Здесь можно вспомнить об одной принципиальной интуиции Жака Деррида: «Текст не помнит своего начала». Это высказывание о связи текста и контекста синонимично соответствующим высказываниям Барта, Бахтина, Лотмана или Поль де Мана: «У каждого текста есть свой двойник — независимо от того, существует ли он как текст или нет». С точки зрения современной социокритики началом текста никогда не является его первая фраза: текст, как полагает Клод Дюше, никогда не начинается, потому что он всякий раз уже начался раньше.
«„Чистого“ текста не существует. Всякая встреча с произведением, даже если она случилась внезапно в пустом пространстве между книгой и читателем, уже как-то ориентирована в интеллектуальном поле, где она происходит. Произведение читается, оформляется, пишется только через посредство психических привычек, культурных традиций, разнообразных языковых приемов, которые являются предпосылками его прочтения» (Дюше 1995: 123).

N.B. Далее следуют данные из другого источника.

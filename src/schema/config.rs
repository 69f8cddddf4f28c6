//! Configuration types for replay playback.

use serde::{Deserialize, Serialize};

/// Top-level playback configuration.
#[derive(Debug, Clone, PartialEq, Serialize, Deserialize)]
#[serde(default)]
pub struct PlaybackConfig {
    /// Board geometry.
    pub board: BoardConfig,
    /// Animation timing constants.
    pub timing: TimingConfig,
    /// Start playing automatically after `timing.initial_delay`.
    pub autoplay: bool,
}

impl Default for PlaybackConfig {
    fn default() -> Self {
        Self {
            board: BoardConfig::default(),
            timing: TimingConfig::default(),
            autoplay: true,
        }
    }
}

/// Board geometry shared with the simulation that produced the flow.
#[derive(Debug, Clone, Copy, PartialEq, Eq, Serialize, Deserialize)]
#[serde(default)]
pub struct BoardConfig {
    /// Board width in cells.
    pub width: usize,
    /// Board height in cells.
    pub height: usize,
    /// Half-width of the square an area strike covers around its origin.
    pub strike_radius: usize,
}

impl Default for BoardConfig {
    fn default() -> Self {
        Self {
            width: 10,
            height: 10,
            strike_radius: 1,
        }
    }
}

/// Animation timing constants, all in milliseconds.
#[derive(Debug, Clone, Copy, PartialEq, Eq, Serialize, Deserialize)]
#[serde(default)]
pub struct TimingConfig {
    /// Delay before autoplay starts after setup.
    pub initial_delay: u64,
    /// Delay between tick start and the turn visual. May be zero.
    pub turn_delay: u64,
    /// Duration of a turn visual.
    pub turn_duration: u64,
    /// Duration of a one-cell translation.
    pub move_duration: u64,
    /// Extra pause appended to every tick.
    pub next_tick_delay: u64,
    /// Delay before a launched missile becomes visible.
    pub missile_show_delay: u64,
    /// How long a hit tone stays on its cell.
    pub hit_color_duration: u64,
    /// How long a changed health value stays emphasized.
    pub health_zoom_duration: u64,
}

impl Default for TimingConfig {
    fn default() -> Self {
        Self {
            initial_delay: 1000,
            turn_delay: 100,
            turn_duration: 200,
            move_duration: 1000,
            next_tick_delay: 0,
            missile_show_delay: 200,
            hit_color_duration: 200,
            health_zoom_duration: 250,
        }
    }
}

impl TimingConfig {
    /// Fixed cadence between a tick's completion and the next tick's start.
    #[inline]
    pub fn time_between_ticks(&self) -> u64 {
        self.turn_duration + self.turn_delay + self.move_duration + self.next_tick_delay
    }

    /// Window in which turns and translations finish; crash and health visuals start after it.
    #[inline]
    pub fn movement_window(&self) -> u64 {
        self.time_between_ticks() - self.next_tick_delay
    }

    /// How long pre-hit tones (and crash highlights) stay before resolving.
    ///
    /// Saturates at zero; [`PlaybackConfig::validate`] rejects timings where it would underflow.
    #[inline]
    pub fn indication_duration(&self) -> u64 {
        self.movement_window()
            .saturating_sub(self.hit_color_duration + self.missile_show_delay)
    }

    /// Offset at which a turned token starts translating.
    #[inline]
    pub fn translation_after_turn(&self) -> u64 {
        self.turn_delay + self.turn_duration
    }
    /// Latest offset any effect of a tick can land at, or `None` if the
    /// timeline does not fit in `u64` milliseconds.
    ///
    /// Crash highlights end at most one window after the movement window; health
    /// emphasis relaxes `health_zoom_duration` after it.
    pub fn checked_horizon(&self) -> Option<u64> {
        let cadence = self
            .turn_duration
            .checked_add(self.turn_delay)?
            .checked_add(self.move_duration)?
            .checked_add(self.next_tick_delay)?;
        let window = cadence - self.next_tick_delay;
        self.hit_color_duration.checked_add(self.missile_show_delay)?;
        let crash_end = window.checked_mul(2)?;
        let relax = window.checked_add(self.health_zoom_duration)?;
        Some(cadence.max(crash_end).max(relax))
    }
}

impl PlaybackConfig {
    /// Validate configuration parameters.
    pub fn validate(&self) -> Result<(), ConfigError> {
        if self.board.width == 0 || self.board.height == 0 {
            return Err(ConfigError::InvalidDimensions);
        }
        if self.board.strike_radius >= self.board.width.max(self.board.height) {
            return Err(ConfigError::InvalidStrikeRadius(self.board.strike_radius));
        }
        let t = &self.timing;
        if t.checked_horizon().is_none() {
            return Err(ConfigError::TimingOverflow);
        }
        if t.hit_color_duration + t.missile_show_delay > t.movement_window() {
            return Err(ConfigError::NegativeIndicationWindow {
                window: t.movement_window(),
                strike: t.hit_color_duration + t.missile_show_delay,
            });
        }
        if t.move_duration == 0 {
            return Err(ConfigError::ZeroMoveDuration);
        }
        Ok(())
    }

    pub fn from_json(json: &str) -> Result<Self, ConfigError> {
        let config: PlaybackConfig = serde_json::from_str(json)?;
        config.validate()?;
        Ok(config)
    }
}

/// Configuration validation errors.
#[derive(Debug, thiserror::Error)]
pub enum ConfigError {
    #[error("Board dimensions (width, height) must be non-zero")]
    InvalidDimensions,
    #[error("Strike radius {0} exceeds the board")]
    InvalidStrikeRadius(usize),
    #[error(
        "Missile show delay plus hit color duration ({strike}ms) exceeds the movement window ({window}ms)"
    )]
    NegativeIndicationWindow { window: u64, strike: u64 },
    #[error("Timing values overflow the millisecond clock")]
    TimingOverflow,
    #[error("Move duration must be positive")]
    ZeroMoveDuration,
    #[error("Board is {actual:?} but the config expects {expected:?}")]
    BoardMismatch {
        expected: (usize, usize),
        actual: (usize, usize),
    },
    #[error("Invalid config JSON: {0}")]
    Json(#[from] serde_json::Error),
}

#[cfg(test)]
mod tests {
    use super::*;

    #[test]
    fn test_default_timeline() {
        let timing = TimingConfig::default();
        assert_eq!(timing.time_between_ticks(), 1300);
        assert_eq!(timing.movement_window(), 1300);
        assert_eq!(timing.indication_duration(), 900);
        assert_eq!(timing.translation_after_turn(), 300);
        assert!(PlaybackConfig::default().validate().is_ok());
    }

    #[test]
    fn test_next_tick_delay_stretches_cadence_only() {
        let timing = TimingConfig {
            next_tick_delay: 500,
            ..Default::default()
        };
        assert_eq!(timing.time_between_ticks(), 1800);
        assert_eq!(timing.movement_window(), 1300);
        assert_eq!(timing.indication_duration(), 900);
    }

    #[test]
    fn test_partial_json_uses_defaults() {
        let config =
            PlaybackConfig::from_json(r#"{"timing": {"move_duration": 400}, "autoplay": false}"#)
                .unwrap();
        assert_eq!(config.timing.move_duration, 400);
        assert_eq!(config.timing.turn_duration, 200);
        assert_eq!(config.board, BoardConfig::default());
        assert!(!config.autoplay);
    }

    #[test]
    fn test_validate_rejects_bad_values() {
        let mut config = PlaybackConfig::default();
        config.board.width = 0;
        assert!(matches!(
            config.validate(),
            Err(ConfigError::InvalidDimensions)
        ));

        let mut config = PlaybackConfig::default();
        config.timing.missile_show_delay = 1200;
        assert!(matches!(
            config.validate(),
            Err(ConfigError::NegativeIndicationWindow { .. })
        ));

        let mut config = PlaybackConfig::default();
        config.board.strike_radius = 50;
        assert!(matches!(
            config.validate(),
            Err(ConfigError::InvalidStrikeRadius(50))
        ));

        assert!(matches!(
            PlaybackConfig::from_json("{"),
            Err(ConfigError::Json(_))
        ));
    }

    #[test]
    fn test_validate_rejects_overflowing_timings() {
        let huge = u64::MAX;
        for json in [
            format!(r#"{{"timing": {{"move_duration": {huge}}}}}"#),
            format!(r#"{{"timing": {{"turn_delay": {huge}, "turn_duration": 1}}}}"#),
            format!(r#"{{"timing": {{"next_tick_delay": {huge}}}}}"#),
            format!(r#"{{"timing": {{"health_zoom_duration": {huge}}}}}"#),
            format!(r#"{{"timing": {{"hit_color_duration": {huge}, "missile_show_delay": 1}}}}"#),
            format!(r#"{{"timing": {{"move_duration": {}}}}}"#, huge / 2),
        ] {
            assert!(
                matches!(
                    PlaybackConfig::from_json(&json),
                    Err(ConfigError::TimingOverflow)
                ),
                "{json}"
            );
        }

        assert_eq!(TimingConfig::default().checked_horizon(), Some(2600));
    }
}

Некрасов виртуозно владеет приемом присоединения контекстов, обнаружения «психических привычек» и выявления культурных традиций, но его практика представляется расширением хлебниковской, а отличие состоит в том, что ищутся не столько семантические созвучия, сколько идеологические. Вместо «корнесловия» появляются «идеологемы»; по поводу любого текста Некрасова можно вслед за Хлебниковым сказать «и так далее». «Разговорная речь припечатана нашими стереотипами и нашими табу. В обезличенностях, стертостях языка есть другой, скрытый смысл. Это область, где язык забывает о себе, упускает из вида процесс разговора, его специфический этикет — и проговаривается. Как обозначить эту область? Клише? Но клише это уже замеченная, уже зафиксированная стертость. <…> Некрасов ловит речь (а с ней и себя) на обмолвках. Его интересуют не сами клише, его гнетет клишированность сознания» (Айзенберг 1998а: 155). Некрасов постоянно демонстрирует, как работает механизм идеологического эха, и этого — обнажения конструкции, демонстрации работы механизма — оказывается подчас достаточно. В принципе точно так же работают и остальные концептуалисты, разница лишь в спектре контекстов и их разнообразии, а также в латентном «лиризме», не изжитом Некрасовым и характерном для авангардизма. Поэтому и может показаться, что «такие стихи, сплошь пестрящие „того“, „это вот“, „так ведь“, „ну и“, мог бы написать Акакий Акакиевич», «это поэзия служебных слов, произносимых с небрежностью ворчуна и настойчивостью заики, угасающая, иссякающая, задремывающая речь, в которой эстетически осваивается само качество монотонности, бедности, минимальности» (Эпштейн 1988: 203).